Try it: All the entries, exactly as they read, must be written out again.

Data items

***

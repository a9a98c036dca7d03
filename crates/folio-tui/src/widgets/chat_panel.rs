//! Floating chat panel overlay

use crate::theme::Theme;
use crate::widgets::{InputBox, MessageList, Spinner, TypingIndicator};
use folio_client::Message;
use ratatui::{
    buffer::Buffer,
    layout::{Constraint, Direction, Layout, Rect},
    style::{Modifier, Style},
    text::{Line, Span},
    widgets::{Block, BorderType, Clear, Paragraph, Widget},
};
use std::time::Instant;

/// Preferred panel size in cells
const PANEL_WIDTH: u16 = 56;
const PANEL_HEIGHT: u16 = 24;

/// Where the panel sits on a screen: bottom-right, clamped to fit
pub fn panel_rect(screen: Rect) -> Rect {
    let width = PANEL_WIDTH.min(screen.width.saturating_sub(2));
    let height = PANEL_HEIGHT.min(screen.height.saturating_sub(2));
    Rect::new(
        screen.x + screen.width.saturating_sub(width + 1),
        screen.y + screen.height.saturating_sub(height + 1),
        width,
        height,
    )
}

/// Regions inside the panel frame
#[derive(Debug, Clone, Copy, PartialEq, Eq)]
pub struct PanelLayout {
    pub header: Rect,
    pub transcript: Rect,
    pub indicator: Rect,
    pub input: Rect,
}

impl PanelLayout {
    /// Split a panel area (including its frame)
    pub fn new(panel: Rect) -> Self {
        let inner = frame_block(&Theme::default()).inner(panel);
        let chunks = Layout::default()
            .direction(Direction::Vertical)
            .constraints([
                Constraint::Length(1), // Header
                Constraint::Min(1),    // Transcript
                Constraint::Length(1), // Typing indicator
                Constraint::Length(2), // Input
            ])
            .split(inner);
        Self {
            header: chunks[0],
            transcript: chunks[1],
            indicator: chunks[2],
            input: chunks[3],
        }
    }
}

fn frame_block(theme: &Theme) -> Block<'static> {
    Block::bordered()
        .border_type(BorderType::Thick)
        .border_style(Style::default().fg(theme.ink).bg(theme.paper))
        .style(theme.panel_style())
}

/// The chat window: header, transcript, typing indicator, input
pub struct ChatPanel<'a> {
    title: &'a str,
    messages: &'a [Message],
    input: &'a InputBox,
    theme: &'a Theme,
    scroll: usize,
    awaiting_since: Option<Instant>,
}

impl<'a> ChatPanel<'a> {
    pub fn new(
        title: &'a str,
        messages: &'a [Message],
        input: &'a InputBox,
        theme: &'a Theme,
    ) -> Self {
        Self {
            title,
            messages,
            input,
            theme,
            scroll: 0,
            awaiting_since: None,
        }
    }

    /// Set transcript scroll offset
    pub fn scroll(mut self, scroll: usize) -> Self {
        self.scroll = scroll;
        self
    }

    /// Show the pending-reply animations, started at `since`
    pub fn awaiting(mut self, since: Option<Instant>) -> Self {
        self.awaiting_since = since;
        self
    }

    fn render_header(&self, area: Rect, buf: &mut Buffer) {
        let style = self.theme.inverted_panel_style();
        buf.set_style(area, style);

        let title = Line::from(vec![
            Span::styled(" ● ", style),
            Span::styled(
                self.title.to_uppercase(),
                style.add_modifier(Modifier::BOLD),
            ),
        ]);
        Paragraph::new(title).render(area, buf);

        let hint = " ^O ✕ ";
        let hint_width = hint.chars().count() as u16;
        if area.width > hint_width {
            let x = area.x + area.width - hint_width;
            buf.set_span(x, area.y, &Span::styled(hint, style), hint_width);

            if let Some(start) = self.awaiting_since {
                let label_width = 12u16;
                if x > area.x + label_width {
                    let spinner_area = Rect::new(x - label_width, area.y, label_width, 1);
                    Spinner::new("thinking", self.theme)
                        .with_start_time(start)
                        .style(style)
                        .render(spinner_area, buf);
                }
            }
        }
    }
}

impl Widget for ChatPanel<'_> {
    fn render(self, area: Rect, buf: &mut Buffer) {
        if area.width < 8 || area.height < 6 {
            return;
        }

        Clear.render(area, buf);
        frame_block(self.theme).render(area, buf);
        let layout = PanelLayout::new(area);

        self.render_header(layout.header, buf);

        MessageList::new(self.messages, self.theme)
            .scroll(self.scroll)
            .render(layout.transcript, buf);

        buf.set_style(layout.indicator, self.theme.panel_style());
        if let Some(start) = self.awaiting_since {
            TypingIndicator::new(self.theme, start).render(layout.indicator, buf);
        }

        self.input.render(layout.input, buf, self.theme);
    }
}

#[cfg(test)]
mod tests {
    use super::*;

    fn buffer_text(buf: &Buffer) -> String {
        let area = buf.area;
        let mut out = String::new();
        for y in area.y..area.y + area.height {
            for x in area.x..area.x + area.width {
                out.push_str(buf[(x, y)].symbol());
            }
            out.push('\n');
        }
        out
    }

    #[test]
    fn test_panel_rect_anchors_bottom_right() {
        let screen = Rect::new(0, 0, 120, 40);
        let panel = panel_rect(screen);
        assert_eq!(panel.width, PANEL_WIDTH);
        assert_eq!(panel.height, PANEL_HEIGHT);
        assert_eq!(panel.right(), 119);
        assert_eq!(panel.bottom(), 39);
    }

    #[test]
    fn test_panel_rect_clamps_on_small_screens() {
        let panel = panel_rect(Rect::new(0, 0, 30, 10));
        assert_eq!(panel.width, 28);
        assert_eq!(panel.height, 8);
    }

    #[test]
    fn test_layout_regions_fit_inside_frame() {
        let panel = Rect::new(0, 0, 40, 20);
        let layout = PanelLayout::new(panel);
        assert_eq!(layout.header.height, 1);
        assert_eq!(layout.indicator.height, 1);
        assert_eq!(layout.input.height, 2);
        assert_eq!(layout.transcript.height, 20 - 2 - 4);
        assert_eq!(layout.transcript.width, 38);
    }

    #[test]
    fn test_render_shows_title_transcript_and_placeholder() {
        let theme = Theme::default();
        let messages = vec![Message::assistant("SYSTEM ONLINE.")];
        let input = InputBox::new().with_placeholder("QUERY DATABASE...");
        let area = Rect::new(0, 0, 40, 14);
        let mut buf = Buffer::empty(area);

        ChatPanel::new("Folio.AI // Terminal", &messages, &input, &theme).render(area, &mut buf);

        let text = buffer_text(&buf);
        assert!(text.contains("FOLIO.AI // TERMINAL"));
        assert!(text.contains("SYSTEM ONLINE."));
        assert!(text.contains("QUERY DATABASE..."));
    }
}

***

Task response:
repository a9a98c036dca7d03
filename crates/folio-tui/src/widgets/chat_panel.rs
//! Floating chat panel overlay

use crate::theme::Theme;
use crate::widgets::{InputBox, MessageList, Spinner, TypingIndicator};
use folio_client::Message;
use ratatui::{
    buffer::Buffer,
    layout::{Constraint, Direction, Layout, Rect},
    style::{Modifier, Style},
    text::{Line, Span},
    widgets::{Block, BorderType, Clear, Paragraph, Widget},
};
use std::time::Instant;

/// Preferred panel size in cells
const PANEL_WIDTH: u16 = 56;
const PANEL_HEIGHT: u16 = 24;

/// Where the panel sits on a screen: bottom-right, clamped to fit
pub fn panel_rect(screen: Rect) -> Rect {
    let width = PANEL_WIDTH.min(screen.width.saturating_sub(2));
    let height = PANEL_HEIGHT.min(screen.height.saturating_sub(2));
    Rect::new(
        screen.x + screen.width.saturating_sub(width + 1),
        screen.y + screen.height.saturating_sub(height + 1),
        width,
        height,
    )
}

/// Regions inside the panel frame
#[derive(Debug, Clone, Copy, PartialEq, Eq)]
pub struct PanelLayout {
    pub header: Rect,
    pub transcript: Rect,
    pub indicator: Rect,
    pub input: Rect,
}

impl PanelLayout {
    /// Split a panel area (including its frame)
    pub fn new(panel: Rect) -> Self {
        let inner = frame_block(&Theme::default()).inner(panel);
        let chunks = Layout::default()
            .direction(Direction::Vertical)
            .constraints([
                Constraint::Length(1), // Header
                Constraint::Min(1),    // Transcript
                Constraint::Length(1), // Typing indicator
                Constraint::Length(2), // Input
            ])
            .split(inner);
        Self {
            header: chunks[0],
            transcript: chunks[1],
            indicator: chunks[2],
            input: chunks[3],
        }
    }
}

fn frame_block(theme: &Theme) -> Block<'static> {
    Block::bordered()
        .border_type(BorderType::Thick)
        .border_style(Style::default().fg(theme.ink).bg(theme.paper))
        .style(theme.panel_style())
}

/// The chat window: header, transcript, typing indicator, input
pub struct ChatPanel<'a> {
    title: &'a str,
    messages: &'a [Message],
    input: &'a InputBox,
    theme: &'a Theme,
    scroll: usize,
    awaiting_since: Option<Instant>,
}

impl<'a> ChatPanel<'a> {
    pub fn new(
        title: &'a str,
        messages: &'a [Message],
        input: &'a InputBox,
        theme: &'a Theme,
    ) -> Self {
        Self {
            title,
            messages,
            input,
            theme,
            scroll: 0,
            awaiting_since: None,
        }
    }

    /// Set transcript scroll offset
    pub fn scroll(mut self, scroll: usize) -> Self {
        self.scroll = scroll;
        self
    }

    /// Show the pending-reply animations, started at `since`
    pub fn awaiting(mut self, since: Option<Instant>) -> Self {
        self.awaiting_since = since;
        self
    }

    fn render_header(&self, area: Rect, buf: &mut Buffer) {
        let style = self.theme.inverted_panel_style();
        buf.set_style(area, style);

        let title = Line::from(vec![
            Span::styled(" ● ", style),
            Span::styled(
                self.title.to_uppercase(),
                style.add_modifier(Modifier::BOLD),
            ),
        ]);
        Paragraph::new(title).render(area, buf);

        let hint = " ^O ✕ ";
        let hint_width = hint.chars().count() as u16;
        if area.width > hint_width {
            let x = area.x + area.width - hint_width;
            buf.set_span(x, area.y, &Span::styled(hint, style), hint_width);

            if let Some(start) = self.awaiting_since {
                let label_width = 12u16;
                if x > area.x + label_width {
                    let spinner_area = Rect::new(x - label_width, area.y, label_width, 1);
                    Spinner::new("thinking", self.theme)
                        .with_start_time(start)
                        .style(style)
                        .render(spinner_area, buf);
                }
            }
        }
    }
}

impl Widget for ChatPanel<'_> {
    fn render(self, area: Rect, buf: &mut Buffer) {
        if area.width < 8 || area.height < 6 {
            return;
        }

        Clear.render(area, buf);
        frame_block(self.theme).render(area, buf);
        let layout = PanelLayout::new(area);

        self.render_header(layout.header, buf);

        MessageList::new(self.messages, self.theme)
            .scroll(self.scroll)
            .render(layout.transcript, buf);

        buf.set_style(layout.indicator, self.theme.panel_style());
        if let Some(start) = self.awaiting_since {
            TypingIndicator::new(self.theme, start).render(layout.indicator, buf);
        }

        self.input.render(layout.input, buf, self.theme);
    }
}

#[cfg(test)]
mod tests {
    use super::*;

    fn buffer_text(buf: &Buffer) -> String {
        let area = buf.area;
        let mut out = String::new();
        for y in area.y..area.y + area.height {
            for x in area.x..area.x + area.width {
                out.push_str(buf[(x, y)].symbol());
            }
            out.push('\n');
        }
        out
    }

    #[test]
    fn test_panel_rect_anchors_bottom_right() {
        let screen = Rect::new(0, 0, 120, 40);
        let panel = panel_rect(screen);
        assert_eq!(panel.width, PANEL_WIDTH);
        assert_eq!(panel.height, PANEL_HEIGHT);
        assert_eq!(panel.right(), 119);
        assert_eq!(panel.bottom(), 39);
    }

    #[test]
    fn test_panel_rect_clamps_on_small_screens() {
        let panel = panel_rect(Rect::new(0, 0, 30, 10));
        assert_eq!(panel.width, 28);
        assert_eq!(panel.height, 8);
    }

    #[test]
    fn test_layout_regions_fit_inside_frame() {
        let panel = Rect::new(0, 0, 40, 20);
        let layout = PanelLayout::new(panel);
        assert_eq!(layout.header.height, 1);
        assert_eq!(layout.indicator.height, 1);
        assert_eq!(layout.input.height, 2);
        assert_eq!(layout.transcript.height, 20 - 2 - 4);
        assert_eq!(layout.transcript.width, 38);
    }

    #[test]
    fn test_render_shows_title_transcript_and_placeholder() {
        let theme = Theme::default();
        let messages = vec![Message::assistant("SYSTEM ONLINE.")];
        let input = InputBox::new().with_placeholder("QUERY DATABASE...");
        let area = Rect::new(0, 0, 40, 14);
        let mut buf = Buffer::empty(area);

        ChatPanel::new("Folio.AI // Terminal", &messages, &input, &theme).render(area, &mut buf);

        let text = buffer_text(&buf);
        assert!(text.contains("FOLIO.AI // TERMINAL"));
        assert!(text.contains("SYSTEM ONLINE."));
        assert!(text.contains("QUERY DATABASE..."));
    }
}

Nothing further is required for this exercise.